La UPV diseña un sistema para detectar fraudes enológicos sin descorchar la botella de vino

La UPV diseña un sistema para detectar fraudes enológicos sin descorchar la botella de vino

El muestreador lleva acoplado una jeringa de inyección directa de gases que perfora imperceptiblemente el corcho, permitiendo su sellado una vez retirada

EL DIARIO VASCO

El Servicio Central de Análisis de Álava de la Universidad del País Vasco (UPV/EHU) ha diseñado un aparato para extraer gas del espacio de cabeza de las botellas de vino con el que poder detectar fraudes enológicos sin descorcharlas.

La universidad pública vasca ha recordado que la calidad de un vino viene determinada por «sus características organolépticas, que lo hacen atractivo al consumidor: olor, color y sabor». «Por ello, caracterizar un producto en relación a su composición aromática es tanto como asegurar su limpieza, modo de elaboración y envasado e, incluso, evitar fraudes y falsificaciones», ha añadido.

En esa línea, ha apuntado que el vino es una de las bebidas alcohólicas «más complejas», con más de 1.000 componentes volátiles identificados, lo que «hace difícil la detección del fraude mediante el análisis sensorial y que el análisis químico sea complejo».

La UPV/EHU ha explicado que el espacio de cabeza de una botella de vino está constituido por las sustancias gaseosas que se acumulan entre el corcho y el vino, y «constituyen un equilibrio químico mientras no se descorche la botella».

La información que proporcionan las sustancias presentes en ese espacio «puede ser característica de la variedad, añada, de su forma de elaboración o de la denominación de origen del vino» y el problema está en alcanzar ese espacio de cabeza sin descorchar la botella, para «evitar pérdidas económicas en vinos de alto valor».

En el estudio realizado por el Servicio Central de Análisis de Álava (SCAA-SGIker) de la Universidad del País Vasco se ha diseñado un modelo de muestreo sencillo, que permite la extracción de los vapores del vino sin necesidad de retirar el corcho de las botellas.

Este sistema de muestreo, acoplado a la técnica de medida denominada Cromatografía de Gases-Espectrometría de Masas (GC-MS), permite determinar los compuestos volátiles presentes en el espacio de cabeza de las botellas y poder realizar una aproximación a la detección de fraudes en el mundo enológico. El muestreador diseñado lleva acoplado una jeringa de inyección directa de gases que perfora imperceptiblemente el corcho, permitiendo su sellado una vez retirada.

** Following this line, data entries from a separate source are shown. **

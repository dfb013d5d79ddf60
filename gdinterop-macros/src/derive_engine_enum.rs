/*
 * Copyright (c) godot-rust; Bromeon and contributors.
 * This Source Code Form is subject to the terms of the Mozilla Public
 * License, v. 2.0. If a copy of the MPL was not distributed with this
 * file, You can obtain one at https://mozilla.org/MPL/2.0/.
 */

use proc_macro2::{Ident, Span, TokenStream};
use quote::quote;
use venial::{Fields, Item};

use crate::ParseResult;
use crate::util::{bail, find_int_repr};

pub fn derive_engine_enum(item: Item) -> ParseResult<TokenStream> {
    let Item::Enum(enum_) = item else {
        return Err(venial::Error::new("EngineEnum can only be derived on enums"));
    };

    if enum_.generic_params.is_some() {
        return bail("EngineEnum cannot be derived on generic enums", &enum_.generic_params);
    }

    if enum_.variants.is_empty() {
        return bail("EngineEnum needs at least one enumerator", &enum_.name);
    }

    let mut names = Vec::new();
    for variant in enum_.variants.items() {
        if !matches!(variant.fields, Fields::Unit) {
            return bail("EngineEnum only supports fieldless enumerators", &variant.name);
        }
        names.push(variant.name.clone());
    }

    let name = &enum_.name;
    let repr = find_int_repr(&enum_.attributes).unwrap_or_else(|| Ident::new("i32", Span::call_site()));

    Ok(quote! {
        impl ::gdinterop::meta::EngineEnum for #name {
            type Repr = #repr;

            fn ord(self) -> #repr {
                self as #repr
            }

            fn try_from_ord(ord: #repr) -> Option<Self> {
                #(
                    if ord == Self::#names as #repr {
                        return Some(Self::#names);
                    }
                )*
                None
            }
        }

        impl ::gdinterop::meta::Marshal for #name {
            const VIA_REGISTRY: bool = false;

            fn variant_type() -> ::gdinterop::meta::VariantType {
                ::gdinterop::meta::VariantType::Int
            }

            fn to_variant(&self) -> ::gdinterop::builtin::Variant {
                ::gdinterop::meta::enum_to_variant(self)
            }

            fn try_from_variant(
                variant: &::gdinterop::builtin::Variant,
            ) -> Result<Self, ::gdinterop::meta::error::ConvertError> {
                ::gdinterop::meta::enum_try_from_variant(variant)
            }

            unsafe fn write_to_ptr(&self, dst: ::gdinterop::sys::GDExtensionUninitializedTypePtr) {
                unsafe { ::gdinterop::meta::enum_write_to_ptr(self, dst) }
            }

            unsafe fn try_read_from_ptr(
                src: ::gdinterop::sys::GDExtensionConstTypePtr,
            ) -> Result<Self, ::gdinterop::meta::error::ConvertError> {
                unsafe { ::gdinterop::meta::enum_try_read_from_ptr(src) }
            }
        }
    })
}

El estudio realizado por el Servicio Central de Análisis de Álava concluye que el dispositivo de muestreo diseñado, para el posterior análisis con cromatografía gaseosa acoplada a la espectrometría de masas, «es ciertamente efectivo para extraer e identificar compuestos muy volátiles o con actividad aromática activa, lo que permite discernir entre vinos jóvenes y crianzas sin necesidad de descorchar las botellas».